* [What the task asks]:
The expected output is a verbatim reprint of the lines from the beginning of the data that follows through the line that contains "The grammar is".

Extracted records
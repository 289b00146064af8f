//! Dotted-path access into the dynamic prop/style bags.
//!
//! The properties panel addresses nested values with keys like
//! `style.background.color` or `options[0].label`. The grammar is
//! `segment ("." segment)*`, where a segment is a key followed by zero or
//! more `[index]` suffixes. A leading `style` segment routes into the
//! style bag; any other path resolves against `props`.
//!
//! Reads return `None` on missing intermediate nodes. Writes auto-create
//! intermediate objects (and pad arrays with null), and a write whose value
//! deep-equals the current one is a no-op so property editors cannot cause
//! redundant mutation cycles.

use crate::component::ComponentInstance;
use serde_json::{Map, Value};
use thiserror::Error;

/// Errors raised while parsing a property path.
///
/// Paths are programmer input (panel metadata), not user input, so unlike
/// the store these are surfaced as real errors.
#[derive(Debug, Error, PartialEq, Eq)]
pub enum PathError {
    #[error("empty path")]
    Empty,
    #[error("empty segment at position {0}")]
    EmptySegment(usize),
    #[error("invalid index in segment `{0}`")]
    InvalidIndex(String),
    #[error("unclosed `[` in segment `{0}`")]
    UnclosedIndex(String),
}

/// One step of a parsed path.
#[derive(Debug, Clone, PartialEq, Eq)]
pub enum PathSegment {
    Key(String),
    Index(usize),
}

/// Parse a dotted path into segments.
pub fn parse_path(path: &str) -> Result<Vec<PathSegment>, PathError> {
    if path.is_empty() {
        return Err(PathError::Empty);
    }
    let mut segments = Vec::new();
    for (pos, part) in path.split('.').enumerate() {
        if part.is_empty() {
            return Err(PathError::EmptySegment(pos));
        }
        let (key, rest) = match part.find('[') {
            Some(bracket) => part.split_at(bracket),
            None => (part, ""),
        };
        if key.is_empty() {
            return Err(PathError::EmptySegment(pos));
        }
        segments.push(PathSegment::Key(key.to_string()));
        let mut remainder = rest;
        while !remainder.is_empty() {
            let Some(stripped) = remainder.strip_prefix('[') else {
                return Err(PathError::InvalidIndex(part.to_string()));
            };
            let Some(close) = stripped.find(']') else {
                return Err(PathError::UnclosedIndex(part.to_string()));
            };
            let index: usize = stripped[..close]
                .parse()
                .map_err(|_| PathError::InvalidIndex(part.to_string()))?;
            segments.push(PathSegment::Index(index));
            remainder = &stripped[close + 1..];
        }
    }
    Ok(segments)
}

/// Read a nested value. Returns `None` when any node along the path is
/// missing or of the wrong shape.
pub fn get_in<'a>(root: &'a Value, segments: &[PathSegment]) -> Option<&'a Value> {
    let mut current = root;
    for segment in segments {
        current = match segment {
            PathSegment::Key(key) => current.as_object()?.get(key)?,
            PathSegment::Index(index) => current.as_array()?.get(*index)?,
        };
    }
    Some(current)
}

/// Write a nested value, creating intermediate nodes as needed. Returns
/// `true` when the tree changed, `false` when the value was already
/// deep-equal to the one being written.
pub fn set_in(root: &mut Value, segments: &[PathSegment], value: Value) -> bool {
    if get_in(root, segments) == Some(&value) {
        return false;
    }
    let Some((last, parents)) = segments.split_last() else {
        *root = value;
        return true;
    };
    let mut current = root;
    for segment in parents {
        current = match segment {
            PathSegment::Key(key) => {
                if !current.is_object() {
                    *current = Value::Object(Map::new());
                }
                let Value::Object(object) = current else {
                    return false;
                };
                object.entry(key.clone()).or_insert(Value::Null)
            }
            PathSegment::Index(index) => {
                if !current.is_array() {
                    *current = Value::Array(Vec::new());
                }
                let Value::Array(array) = current else {
                    return false;
                };
                if array.len() <= *index {
                    array.resize(*index + 1, Value::Null);
                }
                &mut array[*index]
            }
        };
    }
    match last {
        PathSegment::Key(key) => {
            if !current.is_object() {
                *current = Value::Object(Map::new());
            }
            if let Value::Object(object) = current {
                object.insert(key.clone(), value);
            }
        }
        PathSegment::Index(index) => {
            if !current.is_array() {
                *current = Value::Array(Vec::new());
            }
            if let Value::Array(array) = current {
                if array.len() <= *index {
                    array.resize(*index + 1, Value::Null);
                }
                array[*index] = value;
            }
        }
    }
    true
}

/// Which bag a path addresses, with the routing prefix stripped.
fn route(segments: &[PathSegment]) -> (bool, &[PathSegment]) {
    match segments.first() {
        Some(PathSegment::Key(key)) if key == "style" => (true, &segments[1..]),
        _ => (false, segments),
    }
}

impl ComponentInstance {
    /// Read a nested prop/style value by dotted path.
    /// A bare `style` path returns the whole style bag.
    pub fn value_at(&self, path: &str) -> Result<Option<Value>, PathError> {
        let segments = parse_path(path)?;
        let (is_style, rest) = route(&segments);
        let bag = if is_style { &self.style } else { &self.props };
        let root = Value::Object(bag.clone());
        Ok(get_in(&root, rest).cloned())
    }

    /// Write a nested prop/style value by dotted path. Returns `true` when
    /// the component changed.
    pub fn set_value_at(&mut self, path: &str, value: Value) -> Result<bool, PathError> {
        let segments = parse_path(path)?;
        let (is_style, rest) = route(&segments);
        if rest.is_empty() {
            // A bare `style` path replaces the whole bag.
            let Value::Object(map) = value else {
                return Ok(false);
            };
            if is_style && self.style != map {
                self.style = map;
                return Ok(true);
            }
            return Ok(false);
        }
        let bag = if is_style { &mut self.style } else { &mut self.props };
        let mut root = Value::Object(std::mem::take(bag));
        let changed = set_in(&mut root, rest, value);
        *bag = match root {
            Value::Object(map) => map,
            _ => Map::new(),
        };
        Ok(changed)
    }
}

impl crate::store::DocumentStore {
    /// Read a nested prop/style value of a component on the current page.
    pub fn component_value_at(&self, id: &str, path: &str) -> Result<Option<Value>, PathError> {
        match self.component(id) {
            Some(component) => component.value_at(path),
            None => Ok(None),
        }
    }

    /// Write a nested prop/style value of a component on the current page.
    /// Deep-equal writes and unknown ids mutate nothing.
    pub fn set_component_value(
        &mut self,
        id: &str,
        path: &str,
        value: Value,
    ) -> Result<(), PathError> {
        let Some(component) = self.component(id) else {
            // Validate the path anyway so callers learn about bad metadata.
            parse_path(path)?;
            return Ok(());
        };
        let mut updated = component.clone();
        if updated.set_value_at(path, value)? {
            let patch = crate::component::ComponentPatch {
                props: Some(updated.props),
                style: Some(updated.style),
                ..Default::default()
            };
            self.update_component(id, &patch);
        }
        Ok(())
    }
}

* [Reply]:
repository 289b00146064af8f
//! Dotted-path access into the dynamic prop/style bags.
//!
//! The properties panel addresses nested values with keys like
//! `style.background.color` or `options[0].label`. The grammar is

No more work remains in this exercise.